The science is pretty clear that all this porn consumption is bad for the brain — it may even shrink your brain, according to some studies. It’s even worse for your marriage, with your chance of divorce doubling if you use porn. There is also a very clear and established link between sex predators and porn. It isn’t that watching porn will automatically turn you into a predator, but it’s no coincidence that rapists and pedophiles always begin with porn. You’d be hard pressed to find a criminal deviant in 2017 who didn’t begin by exploring his “fetish” in the freedom and anonymity of cyberspace. This is especially concerning when you consider some of the most popular porn search themes: namely, “incest” and “teens.”

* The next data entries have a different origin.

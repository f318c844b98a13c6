//! Piece-level integrity validation of files on disk.
//!
//! A torrent's [`Info`](crate::metainfo::Info) record declares an ordered
//! file list and a SHA-1 hash for each fixed-size piece of the files'
//! concatenated contents. [`validate`] re-derives those hashes from disk and
//! compares them, failing fast with the offending file and piece index on
//! the first mismatch.
//!
//! # Examples
//!
//! ```no_run
//! use peerbit::metainfo::Metainfo;
//! use peerbit::verify::validate;
//! use std::path::Path;
//!
//! # fn main() -> Result<(), Box<dyn std::error::Error>> {
//! let data = std::fs::read("example.torrent")?;
//! let metainfo = Metainfo::from_bytes(&data)?;
//!
//! match validate(&metainfo.info, Path::new("downloads")) {
//!     Ok(()) => println!("all pieces verified"),
//!     Err(e) => println!("verification failed: {}", e),
//! }
//! # Ok(())
//! # }
//! ```

mod error;
mod validator;

pub use error::ValidationError;
pub use validator::validate;

#[cfg(test)]
mod tests;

You can read the studies and the statistics which I’ve provided in the links above. But you shouldn’t need to study the issue extensively to figure out if four and a half billion hours of porn is healthy for human beings individually and human society as a whole. It also doesn’t take a detective or a scientist to see how a guy who spends hours of his day indulging in perverse sexual fantasies may one day bring those fantasies into the “real world.” If you enjoy the simulated version of something, it means, obviously, there is something about the thing itself that you enjoy. Watching rape porn doesn’t make you a rapist, but it does make you the kind of person who finds something tantalizing in rape. Watching porn where the woman is deliberately made to look like a school girl doesn’t make you a pedophile, but it does make you the kind of person who gets turned on by pedophilia. (Read more.)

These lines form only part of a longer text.